● DESCRIPTION OF THE TASK:
Scan the material for the word "configuration" and return every matching line.

● ENTRIES SHOWN:
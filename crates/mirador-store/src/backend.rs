//! Vector-store backend seam and the HTTP implementation.
//!
//! The control plane assumes a REST+GraphQL object store:
//! `GET /v1/.well-known/ready`, `GET`/`POST /v1/schema`,
//! `PUT`/`DELETE /v1/objects/{id}`, `POST /v1/graphql`. Implementations
//! handle different mechanisms; [`HttpVectorStore`] speaks that wire
//! protocol, [`crate::MemoryStore`] backs development and tests.

use std::time::Duration;

use async_trait::async_trait;
use mirador_core::{CoreError, Result};
use serde_json::{json, Value};
use uuid::Uuid;

use crate::query::QuerySpec;
use crate::schema::ClassDefinition;

/// Default per-call timeout against the store.
pub const DEFAULT_STORE_TIMEOUT_SECS: u64 = 10;

/// Backend abstraction for the canonical object store.
#[async_trait]
pub trait VectorBackend: Send + Sync {
    /// Liveness/readiness of the store itself.
    async fn ready(&self) -> Result<()>;

    /// Names of all classes currently in the schema.
    async fn list_classes(&self) -> Result<Vec<String>>;

    /// Create a class if it does not already exist. Idempotent.
    async fn ensure_class(&self, def: &ClassDefinition) -> Result<()>;

    /// Upsert an object by id, replacing all properties.
    async fn put_object(&self, class: &str, id: Uuid, properties: Value) -> Result<()>;

    /// Delete an object by id. Returns whether it existed.
    async fn delete_object(&self, class: &str, id: Uuid) -> Result<bool>;

    /// Run a structured query, returning raw property maps.
    async fn query(&self, spec: &QuerySpec) -> Result<Vec<Value>>;

    /// Exact match count for a query, or `None` when the backend cannot
    /// aggregate.
    async fn count(&self, spec: &QuerySpec) -> Result<Option<i64>>;
}

/// Trait-object alias used across engine state.
pub type DynVectorBackend = dyn VectorBackend;

/// REST+GraphQL client for the vector store.
#[derive(Debug, Clone)]
pub struct HttpVectorStore {
    http: reqwest::Client,
    base_url: String,
    api_key: Option<String>,
    timeout: Duration,
}

impl HttpVectorStore {
    /// Create a client for the store at `base_url` (no trailing slash).
    pub fn new(base_url: impl Into<String>) -> Self {
        let mut base_url = base_url.into();
        while base_url.ends_with('/') {
            base_url.pop();
        }
        Self {
            http: reqwest::Client::new(),
            base_url,
            api_key: None,
            timeout: Duration::from_secs(DEFAULT_STORE_TIMEOUT_SECS),
        }
    }

    /// Attach a bearer API key to every request.
    pub fn with_api_key(mut self, api_key: impl Into<String>) -> Self {
        self.api_key = Some(api_key.into());
        self
    }

    pub fn with_timeout(mut self, timeout: Duration) -> Self {
        self.timeout = timeout;
        self
    }

    pub fn base_url(&self) -> &str {
        &self.base_url
    }

    fn request(&self, method: reqwest::Method, path: &str) -> reqwest::RequestBuilder {
        let mut req = self
            .http
            .request(method, format!("{}{}", self.base_url, path))
            .timeout(self.timeout);
        if let Some(key) = &self.api_key {
            req = req.bearer_auth(key);
        }
        req
    }

    async fn graphql(&self, query: &str) -> Result<Value> {
        let resp = self
            .request(reqwest::Method::POST, "/v1/graphql")
            .json(&json!({ "query": query }))
            .send()
            .await
            .map_err(|e| CoreError::Store(format!("graphql request failed: {e}")))?;

        let status = resp.status();
        let body: Value = resp
            .json()
            .await
            .map_err(|e| CoreError::Store(format!("graphql response decode failed: {e}")))?;

        if !status.is_success() {
            return Err(CoreError::Store(format!(
                "graphql request returned {status}: {body}"
            )));
        }
        if let Some(errors) = body.get("errors").and_then(Value::as_array) {
            if !errors.is_empty() {
                let messages: Vec<&str> = errors
                    .iter()
                    .filter_map(|e| e.get("message").and_then(Value::as_str))
                    .collect();
                return Err(CoreError::Store(messages.join("; ")));
            }
        }
        Ok(body)
    }
}

#[async_trait]
impl VectorBackend for HttpVectorStore {
    async fn ready(&self) -> Result<()> {
        let resp = self
            .request(reqwest::Method::GET, "/v1/.well-known/ready")
            .send()
            .await
            .map_err(|e| CoreError::Store(format!("readiness probe failed: {e}")))?;
        if resp.status().is_success() {
            Ok(())
        } else {
            Err(CoreError::Store(format!(
                "store not ready: {}",
                resp.status()
            )))
        }
    }

    async fn list_classes(&self) -> Result<Vec<String>> {
        let resp = self
            .request(reqwest::Method::GET, "/v1/schema")
            .send()
            .await
            .map_err(|e| CoreError::Store(format!("schema list failed: {e}")))?;
        if !resp.status().is_success() {
            return Err(CoreError::Store(format!(
                "schema list returned {}",
                resp.status()
            )));
        }
        let body: Value = resp
            .json()
            .await
            .map_err(|e| CoreError::Store(format!("schema list decode failed: {e}")))?;
        let classes = body
            .get("classes")
            .and_then(Value::as_array)
            .map(|arr| {
                arr.iter()
                    .filter_map(|c| c.get("class").and_then(Value::as_str))
                    .map(str::to_string)
                    .collect()
            })
            .unwrap_or_default();
        Ok(classes)
    }

    async fn ensure_class(&self, def: &ClassDefinition) -> Result<()> {
        let properties: Vec<Value> = def
            .properties
            .iter()
            .map(|p| {
                json!({
                    "name": p.name,
                    "dataType": [p.data_type],
                })
            })
            .collect();
        let body = json!({
            "class": def.class,
            "description": def.description,
            "properties": properties,
        });

        let resp = self
            .request(reqwest::Method::POST, "/v1/schema")
            .json(&body)
            .send()
            .await
            .map_err(|e| CoreError::Store(format!("class create failed: {e}")))?;

        let status = resp.status();
        if status.is_success() {
            return Ok(());
        }
        let text = resp.text().await.unwrap_or_default();
        // Racing creators are fine; the class exists either way.
        if status.as_u16() == 422 && text.contains("already exists") {
            return Ok(());
        }
        Err(CoreError::Store(format!(
            "class create for '{}' returned {status}: {text}",
            def.class
        )))
    }

    async fn put_object(&self, class: &str, id: Uuid, properties: Value) -> Result<()> {
        let body = json!({
            "class": class,
            "id": id.to_string(),
            "properties": properties,
        });
        let resp = self
            .request(reqwest::Method::PUT, &format!("/v1/objects/{id}"))
            .json(&body)
            .send()
            .await
            .map_err(|e| CoreError::Store(format!("object put failed: {e}")))?;
        let status = resp.status();
        if status.is_success() {
            return Ok(());
        }
        let text = resp.text().await.unwrap_or_default();
        Err(CoreError::Store(format!(
            "object put for {class}/{id} returned {status}: {text}"
        )))
    }

    async fn delete_object(&self, _class: &str, id: Uuid) -> Result<bool> {
        let resp = self
            .request(reqwest::Method::DELETE, &format!("/v1/objects/{id}"))
            .send()
            .await
            .map_err(|e| CoreError::Store(format!("object delete failed: {e}")))?;
        let status = resp.status();
        if status == reqwest::StatusCode::NOT_FOUND {
            return Ok(false);
        }
        if status.is_success() {
            return Ok(true);
        }
        let text = resp.text().await.unwrap_or_default();
        Err(CoreError::Store(format!(
            "object delete for {id} returned {status}: {text}"
        )))
    }

    async fn query(&self, spec: &QuerySpec) -> Result<Vec<Value>> {
        let body = self.graphql(&spec.compile()).await?;
        let rows = body
            .pointer(&format!("/data/Get/{}", spec.class))
            .and_then(Value::as_array)
            .cloned()
            .unwrap_or_default();
        Ok(rows)
    }

    async fn count(&self, spec: &QuerySpec) -> Result<Option<i64>> {
        let body = self.graphql(&spec.compile_count()).await?;
        let count = body
            .pointer(&format!("/data/Aggregate/{}/0/meta/count", spec.class))
            .and_then(Value::as_i64);
        Ok(count)
    }
}

#[cfg(test)]
mod tests {
    use super::*;
    use crate::schema::class_definitions;
    use wiremock::matchers::{body_partial_json, header, method, path};
    use wiremock::{Mock, MockServer, ResponseTemplate};

    fn store(uri: &str) -> HttpVectorStore {
        HttpVectorStore::new(uri)
            .with_api_key("test-key")
            .with_timeout(Duration::from_secs(2))
    }

    #[tokio::test]
    async fn ready_probe() {
        let server = MockServer::start().await;
        Mock::given(method("GET"))
            .and(path("/v1/.well-known/ready"))
            .and(header("authorization", "Bearer test-key"))
            .respond_with(ResponseTemplate::new(200))
            .mount(&server)
            .await;

        store(&server.uri()).ready().await.unwrap();
    }

    #[tokio::test]
    async fn list_classes_parses_schema() {
        let server = MockServer::start().await;
        Mock::given(method("GET"))
            .and(path("/v1/schema"))
            .respond_with(ResponseTemplate::new(200).set_body_json(serde_json::json!({
                "classes": [{"class": "Metric"}, {"class": "MetricVersion"}]
            })))
            .mount(&server)
            .await;

        let classes = store(&server.uri()).list_classes().await.unwrap();
        assert_eq!(classes, vec!["Metric", "MetricVersion"]);
    }

    #[tokio::test]
    async fn ensure_class_tolerates_already_exists() {
        let server = MockServer::start().await;
        Mock::given(method("POST"))
            .and(path("/v1/schema"))
            .respond_with(
                ResponseTemplate::new(422).set_body_string("class \"Metric\" already exists"),
            )
            .mount(&server)
            .await;

        let defs = class_definitions();
        store(&server.uri()).ensure_class(&defs[0]).await.unwrap();
    }

    #[tokio::test]
    async fn put_object_sends_class_and_id() {
        let server = MockServer::start().await;
        let id = Uuid::nil();
        Mock::given(method("PUT"))
            .and(path(format!("/v1/objects/{id}")))
            .and(body_partial_json(serde_json::json!({"class": "Metric"})))
            .respond_with(ResponseTemplate::new(200))
            .mount(&server)
            .await;

        store(&server.uri())
            .put_object("Metric", id, serde_json::json!({"name": "cpu"}))
            .await
            .unwrap();
    }

    #[tokio::test]
    async fn delete_object_maps_404_to_not_found() {
        let server = MockServer::start().await;
        let id = Uuid::nil();
        Mock::given(method("DELETE"))
            .and(path(format!("/v1/objects/{id}")))
            .respond_with(ResponseTemplate::new(404))
            .mount(&server)
            .await;

        let found = store(&server.uri()).delete_object("Metric", id).await.unwrap();
        assert!(!found);
    }

    #[tokio::test]
    async fn query_unwraps_get_payload() {
        let server = MockServer::start().await;
        Mock::given(method("POST"))
            .and(path("/v1/graphql"))
            .respond_with(ResponseTemplate::new(200).set_body_json(serde_json::json!({
                "data": {"Get": {"Metric": [{"name": "cpu_usage", "version": 2}]}}
            })))
            .mount(&server)
            .await;

        let rows = store(&server.uri())
            .query(&QuerySpec::new("Metric").fields(["name", "version"]))
            .await
            .unwrap();
        assert_eq!(rows.len(), 1);
        assert_eq!(rows[0]["name"], "cpu_usage");
    }

    #[tokio::test]
    async fn query_surfaces_graphql_errors() {
        let server = MockServer::start().await;
        Mock::given(method("POST"))
            .and(path("/v1/graphql"))
            .respond_with(ResponseTemplate::new(200).set_body_json(serde_json::json!({
                "errors": [{"message": "Cannot query field \"Metric\" on type \"GetObjectsObj\""}]
            })))
            .mount(&server)
            .await;

        let err = store(&server.uri())
            .query(&QuerySpec::new("Metric").fields(["name"]))
            .await
            .unwrap_err();
        assert!(crate::is_missing_class(&err));
    }

    #[tokio::test]
    async fn count_reads_aggregate_meta() {
        let server = MockServer::start().await;
        Mock::given(method("POST"))
            .and(path("/v1/graphql"))
            .respond_with(ResponseTemplate::new(200).set_body_json(serde_json::json!({
                "data": {"Aggregate": {"KpiDefinition": [{"meta": {"count": 42}}]}}
            })))
            .mount(&server)
            .await;

        let count = store(&server.uri())
            .count(&QuerySpec::new("KpiDefinition"))
            .await
            .unwrap();
        assert_eq!(count, Some(42));
    }
}
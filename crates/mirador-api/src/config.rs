//! Server configuration from environment variables.
//!
//! # Environment Variables
//!
//! | Variable | Default | Description |
//! |----------|---------|-------------|
//! | `PORT` | 8080 | Listen port |
//! | `MIRADOR_ENV` | development | `development` or `production` |
//! | `MIRADOR_STORE_URL` | (none) | Vector store base URL; in-memory store when unset (development only) |
//! | `MIRADOR_STORE_API_KEY` | (none) | Bearer key for the vector store |
//! | `MIRADOR_STORE_TIMEOUT_SECS` | 10 | Per-call store timeout |
//! | `MIRADOR_CACHE_URL` | (none) | Cache daemon URL; in-process cache when unset |
//! | `MIRADOR_RCA_ENDPOINT` | (none) | RCA engine base URL |
//! | `MIRADOR_ALERT_ENDPOINTS` | (none) | Comma-separated Alert engine endpoints |
//! | `MIRADOR_PREDICT_ENDPOINTS` | (none) | Comma-separated Predict engine endpoints |

use std::time::Duration;

use mirador_engines::Environment;

/// Default listen port.
pub const DEFAULT_PORT: u16 = 8080;

/// Default per-call store timeout in seconds.
pub const DEFAULT_STORE_TIMEOUT_SECS: u64 = 10;

/// Fully-resolved server configuration.
#[derive(Debug, Clone)]
pub struct ApiConfig {
    pub port: u16,
    pub environment: Environment,
    pub store_url: Option<String>,
    pub store_api_key: Option<String>,
    pub store_timeout: Duration,
    pub cache_url: Option<String>,
    pub rca_endpoint: Option<String>,
    pub alert_endpoints: Vec<String>,
    pub predict_endpoints: Vec<String>,
}

impl Default for ApiConfig {
    fn default() -> Self {
        Self {
            port: DEFAULT_PORT,
            environment: Environment::Development,
            store_url: None,
            store_api_key: None,
            store_timeout: Duration::from_secs(DEFAULT_STORE_TIMEOUT_SECS),
            cache_url: None,
            rca_endpoint: None,
            alert_endpoints: Vec::new(),
            predict_endpoints: Vec::new(),
        }
    }
}

impl ApiConfig {
    /// Read configuration from the process environment.
    pub fn from_env() -> Self {
        Self {
            port: std::env::var("PORT")
                .ok()
                .and_then(|s| s.parse().ok())
                .unwrap_or(DEFAULT_PORT),
            environment: Environment::from_str_or_default(
                &std::env::var("MIRADOR_ENV").unwrap_or_default(),
            ),
            store_url: non_empty(std::env::var("MIRADOR_STORE_URL").ok()),
            store_api_key: non_empty(std::env::var("MIRADOR_STORE_API_KEY").ok()),
            store_timeout: Duration::from_secs(
                std::env::var("MIRADOR_STORE_TIMEOUT_SECS")
                    .ok()
                    .and_then(|s| s.parse().ok())
                    .unwrap_or(DEFAULT_STORE_TIMEOUT_SECS),
            ),
            cache_url: non_empty(std::env::var("MIRADOR_CACHE_URL").ok()),
            rca_endpoint: non_empty(std::env::var("MIRADOR_RCA_ENDPOINT").ok()),
            alert_endpoints: split_list(std::env::var("MIRADOR_ALERT_ENDPOINTS").ok()),
            predict_endpoints: split_list(std::env::var("MIRADOR_PREDICT_ENDPOINTS").ok()),
        }
    }
}

fn non_empty(value: Option<String>) -> Option<String> {
    value.filter(|v| !v.trim().is_empty())
}

fn split_list(value: Option<String>) -> Vec<String> {
    value
        .map(|v| {
            v.split(',')
                .map(str::trim)
                .filter(|s| !s.is_empty())
                .map(str::to_string)
                .collect()
        })
        .unwrap_or_default()
}

#[cfg(test)]
mod tests {
    use super::*;

    #[test]
    fn defaults() {
        let config = ApiConfig::default();
        assert_eq!(config.port, DEFAULT_PORT);
        assert_eq!(config.environment, Environment::Development);
        assert!(config.store_url.is_none());
        assert!(config.alert_endpoints.is_empty());
    }

    #[test]
    fn list_splitting() {
        assert_eq!(
            split_list(Some("http://a:9000, http://b:9000,,".into())),
            vec!["http://a:9000".to_string(), "http://b:9000".to_string()]
        );
        assert!(split_list(None).is_empty());
    }

    #[test]
    fn empty_strings_are_none() {
        assert_eq!(non_empty(Some("  ".into())), None);
        assert_eq!(non_empty(Some("x".into())), Some("x".into()));
    }
}
#[cfg(test)]
mod tests {
    use super::*;
    use crate::config::CacheDynamicConfig;
    use mirador_store::MemoryCache;
    use wiremock::matchers::{body_partial_json, method, path, query_param};
    use wiremock::{Mock, MockServer, ResponseTemplate};

    #[tokio::test]
    async fn investigate_round_trip() {
        let server = MockServer::start().await;
        Mock::given(method("POST"))
            .and(path("/api/v1/investigate"))
            .and(body_partial_json(serde_json::json!({"incidentId": "inc-1"})))
            .respond_with(ResponseTemplate::new(200).set_body_json(serde_json::json!({
                "incidentId": "inc-1",
                "rootCause": "connection pool exhaustion",
                "confidence": 0.87,
                "redAnchors": [{
                    "service": "checkout",
                    "metric": "db_connections",
                    "anomalyScore": 0.95,
                    "threshold": 0.8,
                    "timestamp": "2026-03-04T12:00:00Z",
                    "dataType": "metrics"
                }],
                "recommendations": ["increase pool size"]
            })))
            .mount(&server)
            .await;

        let client = RcaHttpClient::new(server.uri());
        let request = InvestigateIncidentRequest {
            tenant_id: "t1".into(),
            incident_id: "inc-1".into(),
            symptoms: vec!["latency".into()],
            time_range: TimeRange {
                start: Utc::now() - chrono::Duration::hours(1),
                end: Utc::now(),
            },
            affected_services: vec!["checkout".into()],
        };
        let investigation = client.investigate_incident(&request).await.unwrap();
        assert_eq!(investigation.root_cause, "connection pool exhaustion");
        assert_eq!(investigation.red_anchors.len(), 1);
        assert_eq!(investigation.red_anchors[0].service, "checkout");
    }

    #[tokio::test]
    async fn correlations_pass_tenant_and_range() {
        let server = MockServer::start().await;
        Mock::given(method("GET"))
            .and(path("/api/v1/correlations"))
            .and(query_param("tenant_id", "t1"))
            .respond_with(ResponseTemplate::new(200).set_body_json(serde_json::json!([
                {"id": "c1", "score": 0.9, "anomalies": [], "window": "5m"}
            ])))
            .mount(&server)
            .await;

        let client = RcaHttpClient::new(server.uri());
        let range = TimeRange {
            start: Utc::now() - chrono::Duration::hours(1),
            end: Utc::now(),
        };
        let correlations = client.list_correlations("t1", &range).await.unwrap();
        assert_eq!(correlations.len(), 1);
        assert_eq!(correlations[0].id, "c1");
    }

    #[tokio::test]
    async fn health_requires_healthy_status() {
        let server = MockServer::start().await;
        Mock::given(method("GET"))
            .and(path("/health"))
            .respond_with(
                ResponseTemplate::new(200).set_body_json(serde_json::json!({"status": "degraded"})),
            )
            .mount(&server)
            .await;

        let client = RcaHttpClient::new(server.uri());
        let err = client.health_check().await.unwrap_err();
        assert!(matches!(err, EngineError::Unhealthy(_)));
    }

    #[tokio::test]
    async fn noop_behavior() {
        let noop = NoopRcaEngine;
        let range = TimeRange {
            start: Utc::now(),
            end: Utc::now(),
        };
        assert!(noop.list_correlations("t1", &range).await.unwrap().is_empty());
        assert!(noop.get_patterns("t1").await.unwrap().is_empty());
        assert!(noop.health_check().await.is_ok());

        let request = InvestigateIncidentRequest {
            tenant_id: "t1".into(),
            incident_id: "inc-1".into(),
            symptoms: vec![],
            time_range: range,
            affected_services: vec![],
        };
        assert!(matches!(
            noop.investigate_incident(&request).await.unwrap_err(),
            EngineError::Unavailable(_)
        ));
    }

    #[tokio::test]
    async fn manager_degrades_to_noop_in_development_only() {
        let config = Arc::new(CacheDynamicConfig::new(Arc::new(MemoryCache::new())));
        assert!(RcaManager::new(None, Environment::Development, config.clone()).is_ok());
        assert!(RcaManager::new(None, Environment::Production, config).is_err());
    }

    #[tokio::test]
    async fn update_endpoint_persists_and_swaps() {
        let server = MockServer::start().await;
        Mock::given(method("GET"))
            .and(path("/health"))
            .respond_with(
                ResponseTemplate::new(200).set_body_json(serde_json::json!({"status": "healthy"})),
            )
            .mount(&server)
            .await;

        let cache = Arc::new(MemoryCache::new());
        let config = Arc::new(CacheDynamicConfig::new(cache));
        let manager =
            RcaManager::new(None, Environment::Development, config.clone()).unwrap();

        manager.update_endpoint("t1", &server.uri()).await.unwrap();
        assert_eq!(
            config.load_endpoint("t1", "rca").await.unwrap(),
            Some(server.uri())
        );
        // The swapped-in client is the live HTTP client now.
        assert!(manager.health().await.healthy);
    }
}
//! Error-to-HTTP mapping.
//!
//! Validation → 400 with `{field, message}`, not-found → 404, denial →
//! 403, store faults → 502, engine unavailability → 503. Cache and audit
//! failures never reach this layer.

use axum::http::StatusCode;
use axum::response::{IntoResponse, Response};
use axum::Json;
use mirador_core::CoreError;
use serde::Serialize;

/// Wire shape of an error payload.
#[derive(Debug, Serialize)]
pub struct ErrorBody {
    pub error: ErrorDetail,
}

#[derive(Debug, Serialize)]
pub struct ErrorDetail {
    #[serde(skip_serializing_if = "Option::is_none")]
    pub field: Option<String>,
    pub message: String,
}

/// Axum-compatible wrapper over the core error taxonomy.
#[derive(Debug)]
pub struct ApiError(pub CoreError);

impl From<CoreError> for ApiError {
    fn from(err: CoreError) -> Self {
        ApiError(err)
    }
}

impl From<mirador_engines::EngineError> for ApiError {
    fn from(err: mirador_engines::EngineError) -> Self {
        ApiError(CoreError::from(err))
    }
}

impl IntoResponse for ApiError {
    fn into_response(self) -> Response {
        let (status, field, message) = match &self.0 {
            CoreError::Validation { field, message } => (
                StatusCode::BAD_REQUEST,
                Some(field.clone()),
                message.clone(),
            ),
            CoreError::NotFound { .. } => (StatusCode::NOT_FOUND, None, self.0.to_string()),
            CoreError::Denied(_) => (StatusCode::FORBIDDEN, None, self.0.to_string()),
            CoreError::Store(_) => (StatusCode::BAD_GATEWAY, None, self.0.to_string()),
            CoreError::EngineUnavailable(_) => {
                (StatusCode::SERVICE_UNAVAILABLE, None, self.0.to_string())
            }
            CoreError::Cache(_) | CoreError::Serialization(_) => {
                (StatusCode::INTERNAL_SERVER_ERROR, None, self.0.to_string())
            }
        };
        if status.is_server_error() {
            tracing::error!(status = status.as_u16(), error = %self.0, "request failed");
        }
        (
            status,
            Json(ErrorBody {
                error: ErrorDetail { field, message },
            }),
        )
            .into_response()
    }
}

/// Result alias for handlers.
pub type ApiResult<T> = std::result::Result<T, ApiError>;

#[cfg(test)]
mod tests {
    use super::*;

    fn status_of(err: CoreError) -> StatusCode {
        ApiError(err).into_response().status()
    }

    #[test]
    fn taxonomy_mapping() {
        assert_eq!(
            status_of(CoreError::validation("name", "bad")),
            StatusCode::BAD_REQUEST
        );
        assert_eq!(
            status_of(CoreError::not_found("metric", "cpu")),
            StatusCode::NOT_FOUND
        );
        assert_eq!(
            status_of(CoreError::Denied("nope".into())),
            StatusCode::FORBIDDEN
        );
        assert_eq!(
            status_of(CoreError::Store("down".into())),
            StatusCode::BAD_GATEWAY
        );
        assert_eq!(
            status_of(CoreError::EngineUnavailable("rca".into())),
            StatusCode::SERVICE_UNAVAILABLE
        );
        assert_eq!(
            status_of(CoreError::Cache("miss".into())),
            StatusCode::INTERNAL_SERVER_ERROR
        );
    }
}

● EXERCISE OUTPUT:
//! Server configuration from environment variables.
/// Fully-resolved server configuration.
    /// Read configuration from the process environment.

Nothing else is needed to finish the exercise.